---- Recorded data

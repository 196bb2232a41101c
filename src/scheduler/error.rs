//! Error types for the scheduler module

use std::fmt;

use crate::error::ErrorCategory;

/// Result type for scheduler operations
pub type SchedulerResult<T> = Result<T, SchedulerError>;

/// Scheduler-specific errors
#[derive(Debug)]
pub enum SchedulerError {
    /// A broadcast window is malformed
    InvalidWindow {
        name: String,
        reason: String,
    },

    /// Two windows cover the same time of day
    OverlappingWindows {
        first: String,
        second: String,
    },

    /// No broadcast windows configured
    NoWindows,

    /// Time-of-day string is not `HH:MM`
    InvalidTime {
        value: String,
    },

    /// UTC offset outside the representable range
    InvalidOffset {
        minutes: i32,
    },

    /// Scheduler configuration error
    InvalidConfig {
        field: String,
        reason: String,
    },

    /// Background loop failed
    LoopFailed {
        reason: String,
    },
}

impl fmt::Display for SchedulerError {
    fn fmt(&self, f: &mut fmt::Formatter<'_>) -> fmt::Result {
        match self {
            Self::InvalidWindow { name, reason } => {
                write!(f, "Invalid broadcast window '{}': {}", name, reason)
            }
            Self::OverlappingWindows { first, second } => {
                write!(f, "Broadcast windows '{}' and '{}' overlap", first, second)
            }
            Self::NoWindows => write!(f, "At least one broadcast window is required"),
            Self::InvalidTime { value } => {
                write!(f, "Invalid time '{}'. Expected HH:MM", value)
            }
            Self::InvalidOffset { minutes } => {
                write!(f, "Invalid UTC offset: {} minutes", minutes)
            }
            Self::InvalidConfig { field, reason } => {
                write!(f, "Scheduler config error in '{}': {}", field, reason)
            }
            Self::LoopFailed { reason } => {
                write!(f, "Scheduler loop failed: {}", reason)
            }
        }
    }
}

impl std::error::Error for SchedulerError {}

impl SchedulerError {
    /// Create an invalid window error
    pub fn invalid_window(name: impl Into<String>, reason: impl Into<String>) -> Self {
        Self::InvalidWindow {
            name: name.into(),
            reason: reason.into(),
        }
    }

    /// Create an invalid config error
    pub fn invalid_config(field: impl Into<String>, reason: impl Into<String>) -> Self {
        Self::InvalidConfig {
            field: field.into(),
            reason: reason.into(),
        }
    }

    /// Check if this error is recoverable
    pub fn is_recoverable(&self) -> bool {
        matches!(self, Self::LoopFailed { .. })
    }

    /// Error category for handling strategies
    pub fn category(&self) -> ErrorCategory {
        match self {
            Self::LoopFailed { .. } => ErrorCategory::Scheduler,
            _ => ErrorCategory::Config,
        }
    }
}
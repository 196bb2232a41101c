//! Per-client request admission control
//!
//! Each client carries three sliding windows of request timestamps
//! (burst 10s, minute 60s, hour 3600s). A request is rejected at the first
//! window, in that order, whose count already meets its limit; otherwise its
//! timestamp is appended to all three. State is process-local and guarded by
//! a single mutex around each read-modify-write.
//!
//! Endpoint rules are matched by substring against the request path, in
//! insertion order, and fall back to the default rule.

use std::collections::{HashMap, VecDeque};
use std::net::SocketAddr;
use std::sync::Mutex;
use std::time::{Duration, Instant};

use serde::{Deserialize, Serialize};
use sha2::{Digest, Sha256};

use crate::error::{DawnbellErrorTrait, ErrorCategory};

/// Limits for one endpoint class
#[derive(Debug, Clone, Copy, PartialEq, Eq, Serialize, Deserialize)]
pub struct RateLimitRule {
    /// Maximum requests per 10 seconds
    pub burst_limit: u32,
    pub per_minute: u32,
    pub per_hour: u32,
}

impl Default for RateLimitRule {
    fn default() -> Self {
        Self {
            burst_limit: 10,
            per_minute: 60,
            per_hour: 1000,
        }
    }
}

impl RateLimitRule {
    pub fn new(burst_limit: u32, per_minute: u32, per_hour: u32) -> Self {
        Self {
            burst_limit,
            per_minute,
            per_hour,
        }
    }

    /// Mutating administrative endpoints
    pub fn admin() -> Self {
        Self::new(3, 10, 100)
    }

    pub fn scheduler() -> Self {
        Self::new(5, 20, 200)
    }

    pub fn webhook() -> Self {
        Self::new(20, 120, 2000)
    }

    fn limit(&self, window: LimitWindow) -> u32 {
        match window {
            LimitWindow::Burst => self.burst_limit,
            LimitWindow::Minute => self.per_minute,
            LimitWindow::Hour => self.per_hour,
        }
    }

    pub fn validate(&self) -> Result<(), String> {
        if self.burst_limit == 0 || self.per_minute == 0 || self.per_hour == 0 {
            return Err("rate limits must be greater than 0".to_string());
        }
        Ok(())
    }
}

/// Rule applied to paths containing `pattern`
#[derive(Debug, Clone, PartialEq, Eq, Serialize, Deserialize)]
pub struct EndpointRule {
    pub pattern: String,
    #[serde(flatten)]
    pub rule: RateLimitRule,
}

impl EndpointRule {
    pub fn new(pattern: impl Into<String>, rule: RateLimitRule) -> Self {
        Self {
            pattern: pattern.into(),
            rule,
        }
    }
}

/// Rate limiter configuration
#[derive(Debug, Clone, Serialize, Deserialize)]
#[serde(default)]
pub struct RateLimitConfig {
    pub default_rule: RateLimitRule,
    pub endpoint_rules: Vec<EndpointRule>,
    /// Seconds between inactive-client sweeps
    pub sweep_interval_secs: u64,
}

impl Default for RateLimitConfig {
    fn default() -> Self {
        Self {
            default_rule: RateLimitRule::default(),
            endpoint_rules: vec![
                EndpointRule::new("/api/manual_broadcast", RateLimitRule::admin()),
                EndpointRule::new("/api/scheduler", RateLimitRule::scheduler()),
                EndpointRule::new("/webhook", RateLimitRule::webhook()),
            ],
            sweep_interval_secs: 300,
        }
    }
}

impl RateLimitConfig {
    pub fn sweep_interval(&self) -> Duration {
        Duration::from_secs(self.sweep_interval_secs)
    }

    pub fn validate(&self) -> Result<(), String> {
        self.default_rule
            .validate()
            .map_err(|e| format!("default rule: {e}"))?;
        for endpoint in &self.endpoint_rules {
            if endpoint.pattern.is_empty() {
                return Err("endpoint rule pattern cannot be empty".to_string());
            }
            endpoint
                .rule
                .validate()
                .map_err(|e| format!("rule for {}: {e}", endpoint.pattern))?;
        }
        if self.sweep_interval_secs == 0 {
            return Err("sweep interval must be greater than 0".to_string());
        }
        Ok(())
    }
}

/// The three tracked windows, in check order
#[derive(Debug, Clone, Copy, PartialEq, Eq, Hash, Serialize)]
#[serde(rename_all = "lowercase")]
pub enum LimitWindow {
    Burst,
    Minute,
    Hour,
}

impl LimitWindow {
    pub const ALL: [LimitWindow; 3] = [Self::Burst, Self::Minute, Self::Hour];

    pub fn span(&self) -> Duration {
        match self {
            Self::Burst => Duration::from_secs(10),
            Self::Minute => Duration::from_secs(60),
            Self::Hour => Duration::from_secs(3600),
        }
    }

    pub fn as_str(&self) -> &'static str {
        match self {
            Self::Burst => "burst",
            Self::Minute => "minute",
            Self::Hour => "hour",
        }
    }

    fn index(&self) -> usize {
        match self {
            Self::Burst => 0,
            Self::Minute => 1,
            Self::Hour => 2,
        }
    }
}

impl std::fmt::Display for LimitWindow {
    fn fmt(&self, f: &mut std::fmt::Formatter<'_>) -> std::fmt::Result {
        f.write_str(self.as_str())
    }
}

/// Result of an admission check
#[derive(Debug, Clone, PartialEq, Eq)]
pub enum Admission {
    Allowed,
    Limited {
        window: LimitWindow,
        limit: u32,
        /// Time until the oldest entry in `window` ages out
        retry_after: Duration,
    },
}

impl Admission {
    pub fn is_allowed(&self) -> bool {
        matches!(self, Self::Allowed)
    }

    /// Rejection reason naming the window, if limited
    pub fn reason(&self) -> Option<String> {
        match self {
            Self::Allowed => None,
            Self::Limited { window, limit, .. } => Some(match window {
                LimitWindow::Burst => {
                    format!("Too many requests in short period. Limit: {limit} per 10 seconds")
                }
                LimitWindow::Minute => format!("Too many requests per minute. Limit: {limit}"),
                LimitWindow::Hour => format!("Too many requests per hour. Limit: {limit}"),
            }),
        }
    }
}

/// Limiter state could not be consulted
#[derive(Debug, thiserror::Error)]
pub enum RateLimitError {
    #[error("Rate limiter state unavailable: {0}")]
    Unavailable(String),
}

impl DawnbellErrorTrait for RateLimitError {
    fn is_recoverable(&self) -> bool {
        false
    }

    fn category(&self) -> ErrorCategory {
        ErrorCategory::RateLimit
    }
}

/// Admission decision when no limiter state is available
///
/// Read-only methods pass, anything that may mutate is denied.
pub fn fallback_admission(method: &str) -> bool {
    matches!(method, "GET" | "HEAD" | "OPTIONS")
}

#[derive(Debug, Default)]
struct ClientWindows {
    windows: [VecDeque<Instant>; 3],
}

impl ClientWindows {
    fn prune(&mut self, now: Instant) {
        for window in LimitWindow::ALL {
            let span = window.span();
            let entries = &mut self.windows[window.index()];
            while let Some(front) = entries.front() {
                if now.saturating_duration_since(*front) > span {
                    entries.pop_front();
                } else {
                    break;
                }
            }
        }
    }

    fn last_seen(&self) -> Option<Instant> {
        self.windows[LimitWindow::Hour.index()].back().copied()
    }
}

/// In-memory sliding-window rate limiter
#[derive(Debug)]
pub struct RateLimiter {
    default_rule: RateLimitRule,
    endpoint_rules: Vec<EndpointRule>,
    clients: Mutex<HashMap<String, ClientWindows>>,
}

impl Default for RateLimiter {
    /// Default rule plus the stock endpoint overrides
    fn default() -> Self {
        Self::from_config(&RateLimitConfig::default())
    }
}

impl RateLimiter {
    pub fn new(default_rule: RateLimitRule) -> Self {
        Self {
            default_rule,
            endpoint_rules: Vec::new(),
            clients: Mutex::new(HashMap::new()),
        }
    }

    pub fn from_config(config: &RateLimitConfig) -> Self {
        config
            .endpoint_rules
            .iter()
            .fold(Self::new(config.default_rule), |limiter, endpoint| {
                limiter.with_endpoint_rule(endpoint.pattern.clone(), endpoint.rule)
            })
    }

    pub fn with_endpoint_rule(mut self, pattern: impl Into<String>, rule: RateLimitRule) -> Self {
        let pattern = pattern.into();
        tracing::debug!(
            pattern = %pattern,
            burst = rule.burst_limit,
            per_minute = rule.per_minute,
            per_hour = rule.per_hour,
            "Rate limit rule added"
        );
        self.endpoint_rules.push(EndpointRule::new(pattern, rule));
        self
    }

    /// First endpoint rule whose pattern occurs in `path`, else the default
    pub fn rule_for(&self, path: &str) -> RateLimitRule {
        self.endpoint_rules
            .iter()
            .find(|endpoint| path.contains(&endpoint.pattern))
            .map(|endpoint| endpoint.rule)
            .unwrap_or(self.default_rule)
    }

    pub fn admit(&self, client_id: &str, path: &str) -> Result<Admission, RateLimitError> {
        self.admit_at(client_id, path, Instant::now())
    }

    /// Admission check against an explicit clock reading
    pub fn admit_at(
        &self,
        client_id: &str,
        path: &str,
        now: Instant,
    ) -> Result<Admission, RateLimitError> {
        let rule = self.rule_for(path);
        let mut clients = self
            .clients
            .lock()
            .map_err(|e| RateLimitError::Unavailable(e.to_string()))?;

        let state = clients.entry(client_id.to_string()).or_default();
        state.prune(now);

        for window in LimitWindow::ALL {
            let entries = &state.windows[window.index()];
            let limit = rule.limit(window);
            if entries.len() >= limit as usize {
                let retry_after = entries
                    .front()
                    .map(|oldest| window.span().saturating_sub(now.saturating_duration_since(*oldest)))
                    .unwrap_or_else(|| window.span());

                tracing::warn!(
                    client = client_id,
                    path,
                    window = window.as_str(),
                    count = entries.len(),
                    limit,
                    "Rate limit exceeded"
                );
                crate::metrics::record_rate_limit_rejection(window.as_str());

                return Ok(Admission::Limited {
                    window,
                    limit,
                    retry_after,
                });
            }
        }

        for entries in state.windows.iter_mut() {
            entries.push_back(now);
        }

        Ok(Admission::Allowed)
    }

    /// Drop clients with no request in the last hour; returns how many
    pub fn sweep_inactive(&self) -> Result<usize, RateLimitError> {
        self.sweep_inactive_at(Instant::now())
    }

    pub fn sweep_inactive_at(&self, now: Instant) -> Result<usize, RateLimitError> {
        let mut clients = self
            .clients
            .lock()
            .map_err(|e| RateLimitError::Unavailable(e.to_string()))?;

        let before = clients.len();
        clients.retain(|_, state| match state.last_seen() {
            Some(last) => now.saturating_duration_since(last) <= LimitWindow::Hour.span(),
            None => false,
        });
        let removed = before - clients.len();

        if removed > 0 {
            tracing::info!(removed, "Cleaned up inactive rate limit clients");
        }
        crate::metrics::set_tracked_clients(clients.len());

        Ok(removed)
    }

    pub fn tracked_clients(&self) -> usize {
        self.clients.lock().map(|c| c.len()).unwrap_or(0)
    }

    /// Whether the state can still be consulted
    pub fn is_available(&self) -> bool {
        !self.clients.is_poisoned()
    }
}

/// Best-effort client key: forwarded address plus a user-agent fingerprint
///
/// Prefers the first `X-Forwarded-For` entry, then `X-Real-IP`, then the
/// socket peer. Not an authentication mechanism.
pub fn client_identifier(
    forwarded_for: Option<&str>,
    real_ip: Option<&str>,
    peer: Option<SocketAddr>,
    user_agent: Option<&str>,
) -> String {
    let forwarded = forwarded_for
        .and_then(|value| value.split(',').next())
        .map(str::trim)
        .filter(|ip| !ip.is_empty())
        .map(str::to_string);

    let ip = forwarded
        .or_else(|| {
            real_ip
                .map(str::trim)
                .filter(|ip| !ip.is_empty())
                .map(str::to_string)
        })
        .or_else(|| peer.map(|addr| addr.ip().to_string()))
        .unwrap_or_else(|| "unknown".to_string());

    let fingerprint = match user_agent.filter(|ua| !ua.is_empty()) {
        Some(ua) => {
            let digest = Sha256::digest(ua.as_bytes());
            digest[..4].iter().map(|b| format!("{b:02x}")).collect()
        }
        None => "none".to_string(),
    };

    format!("{ip}:{fingerprint}")
}
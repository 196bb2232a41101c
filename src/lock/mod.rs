//! Distributed lock manager
//!
//! Named, non-blocking mutual exclusion keyed by a resource string such as
//! `broadcast:wisdom:2025-09-26`. The key is hashed into a stable 64-bit
//! lock id so every process maps the same key to the same lock.
//!
//! Acquisition never waits for a holder: a contended key yields
//! [`AcquireOutcome::AlreadyHeld`] immediately. The `timeout` passed to
//! [`LockManager::acquire`] bounds only the backend round-trip.
//!
//! # Backends
//!
//! - [`PostgresLockManager`] - session advisory locks over a connection pool
//! - [`MemoryLockManager`] - process-local set, shared between clones
//!
//! # Usage
//!
//! ```ignore
//! let mut handle = locks.acquire("broadcast:quiz:2025-09-26", Duration::from_secs(5)).await;
//! if handle.acquired() {
//!     // ... gated work ...
//! }
//! handle.release().await;
//! ```

pub mod memory;
pub mod postgres;

use std::time::Duration;

use async_trait::async_trait;
use sha2::{Digest, Sha256};

use crate::error::{DawnbellErrorTrait, ErrorCategory};

pub use memory::MemoryLockManager;
pub use postgres::{ActiveLock, PostgresLockManager};

/// Derive the 64-bit lock id for a resource key
///
/// First 8 bytes of SHA-256, read big-endian as a signed integer.
pub fn lock_id(resource_key: &str) -> i64 {
    let digest = Sha256::digest(resource_key.as_bytes());
    let mut bytes = [0u8; 8];
    bytes.copy_from_slice(&digest[..8]);
    i64::from_be_bytes(bytes)
}

// ============================================================================
// Outcome & Errors
// ============================================================================

/// Result of a single acquisition attempt
#[derive(Debug, Clone, PartialEq, Eq)]
pub enum AcquireOutcome {
    /// This handle holds the lock
    Acquired,

    /// Another session holds the lock
    AlreadyHeld,

    /// The backend could not be consulted; treat as not acquired
    BackendError(String),
}

impl AcquireOutcome {
    pub fn as_str(&self) -> &'static str {
        match self {
            Self::Acquired => "acquired",
            Self::AlreadyHeld => "already_held",
            Self::BackendError(_) => "backend_error",
        }
    }
}

/// Lock backend errors, surfaced only from release
#[derive(Debug, thiserror::Error)]
pub enum LockError {
    #[error("Connection pool error: {0}")]
    Pool(#[from] deadpool_postgres::PoolError),

    #[error("Database error: {0}")]
    Database(#[from] tokio_postgres::Error),

    #[error("Lock operation timed out after {0:?}")]
    Timeout(Duration),

    #[error("Lock {0} was not held by this session")]
    NotHeld(i64),
}

impl DawnbellErrorTrait for LockError {
    fn is_recoverable(&self) -> bool {
        !matches!(self, Self::NotHeld(_))
    }

    fn category(&self) -> ErrorCategory {
        ErrorCategory::Backend
    }
}

// ============================================================================
// Handle
// ============================================================================

/// Backend-specific hold on a lock
///
/// Implementations must release the lock in `Drop` if `unlock` was never
/// called, so a handle dropped on any path does not leak the hold.
#[async_trait]
pub trait LockGuard: Send + Sync {
    /// Release the lock explicitly
    async fn unlock(&mut self) -> Result<(), LockError>;
}

/// Process-local handle for one acquisition attempt
pub struct LockHandle {
    resource_key: String,
    lock_id: i64,
    outcome: AcquireOutcome,
    guard: Option<Box<dyn LockGuard>>,
}

impl LockHandle {
    /// Handle that holds the lock through `guard`
    pub fn held(resource_key: &str, lock_id: i64, guard: Box<dyn LockGuard>) -> Self {
        Self {
            resource_key: resource_key.to_string(),
            lock_id,
            outcome: AcquireOutcome::Acquired,
            guard: Some(guard),
        }
    }

    /// Handle for a contended key
    pub fn already_held(resource_key: &str, lock_id: i64) -> Self {
        Self {
            resource_key: resource_key.to_string(),
            lock_id,
            outcome: AcquireOutcome::AlreadyHeld,
            guard: None,
        }
    }

    /// Handle for a failed backend round-trip
    pub fn backend_error(resource_key: &str, lock_id: i64, reason: impl Into<String>) -> Self {
        Self {
            resource_key: resource_key.to_string(),
            lock_id,
            outcome: AcquireOutcome::BackendError(reason.into()),
            guard: None,
        }
    }

    pub fn resource_key(&self) -> &str {
        &self.resource_key
    }

    pub fn lock_id(&self) -> i64 {
        self.lock_id
    }

    pub fn outcome(&self) -> &AcquireOutcome {
        &self.outcome
    }

    /// Whether this handle currently holds the lock
    pub fn acquired(&self) -> bool {
        self.guard.is_some()
    }

    /// Release the lock. Idempotent; failures are logged, never raised.
    pub async fn release(&mut self) {
        let Some(mut guard) = self.guard.take() else {
            return;
        };

        match guard.unlock().await {
            Ok(()) => {
                tracing::debug!(resource_key = %self.resource_key, lock_id = self.lock_id, "Lock released");
            }
            Err(e) => {
                tracing::warn!(
                    resource_key = %self.resource_key,
                    lock_id = self.lock_id,
                    error = %e,
                    "Failed to release lock explicitly; session teardown will release it"
                );
            }
        }
    }
}

impl std::fmt::Debug for LockHandle {
    fn fmt(&self, f: &mut std::fmt::Formatter<'_>) -> std::fmt::Result {
        f.debug_struct("LockHandle")
            .field("resource_key", &self.resource_key)
            .field("lock_id", &self.lock_id)
            .field("outcome", &self.outcome)
            .field("held", &self.guard.is_some())
            .finish()
    }
}

// ============================================================================
// Manager Trait
// ============================================================================

/// Distributed lock manager
#[async_trait]
pub trait LockManager: Send + Sync {
    /// Try once to acquire the lock for `resource_key`
    async fn acquire(&self, resource_key: &str, timeout: Duration) -> LockHandle;

    /// Release a handle (same as [`LockHandle::release`])
    async fn release(&self, mut handle: LockHandle) {
        handle.release().await;
    }

    /// Probe whether another session holds the lock; never leaves it held
    async fn is_locked(&self, resource_key: &str, timeout: Duration) -> bool {
        let mut handle = self.acquire(resource_key, timeout).await;
        let held_elsewhere = matches!(handle.outcome(), AcquireOutcome::AlreadyHeld);
        handle.release().await;
        held_elsewhere
    }

    /// Backend name for logs and status
    fn backend_name(&self) -> &'static str;
}

#[cfg(test)]
mod tests {
    use super::*;

    #[test]
    fn test_lock_id_is_stable() {
        let a = lock_id("broadcast:wisdom:2025-09-26");
        let b = lock_id("broadcast:wisdom:2025-09-26");
        let c = lock_id("broadcast:quiz:2025-09-26");
        assert_eq!(a, b);
        assert_ne!(a, c);
    }

    #[test]
    fn test_lock_id_matches_digest_prefix() {
        let digest = Sha256::digest(b"broadcast:quiz:2025-09-26");
        let expected = i64::from_be_bytes([
            digest[0], digest[1], digest[2], digest[3], digest[4], digest[5], digest[6], digest[7],
        ]);
        assert_eq!(lock_id("broadcast:quiz:2025-09-26"), expected);
    }

    #[tokio::test]
    async fn test_unacquired_handle_release_is_noop() {
        let mut handle = LockHandle::already_held("k", 1);
        assert!(!handle.acquired());
        handle.release().await;
        handle.release().await;
        assert_eq!(handle.outcome().as_str(), "already_held");
    }

    struct CountingGuard(std::sync::Arc<std::sync::atomic::AtomicUsize>);

    #[async_trait]
    impl LockGuard for CountingGuard {
        async fn unlock(&mut self) -> Result<(), LockError> {
            self.0.fetch_add(1, std::sync::atomic::Ordering::SeqCst);
            Ok(())
        }
    }

    #[tokio::test]
    async fn test_held_handle_unlocks_once() {
        let unlocks = std::sync::Arc::new(std::sync::atomic::AtomicUsize::new(0));
        let mut handle = LockHandle::held("k", 7, Box::new(CountingGuard(unlocks.clone())));
        assert!(handle.acquired());
        assert_eq!(handle.outcome(), &AcquireOutcome::Acquired);

        handle.release().await;
        handle.release().await;
        assert!(!handle.acquired());
        assert_eq!(unlocks.load(std::sync::atomic::Ordering::SeqCst), 1);
    }
}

--------

Brief: Each line of the records with the word "many" in it is to be copied.

Answer box:
                    format!("Too many requests in short period. Limit: {limit} per 10 seconds")
                LimitWindow::Minute => format!("Too many requests per minute. Limit: {limit}"),
                LimitWindow::Hour => format!("Too many requests per hour. Limit: {limit}"),
    /// Drop clients with no request in the last hour; returns how many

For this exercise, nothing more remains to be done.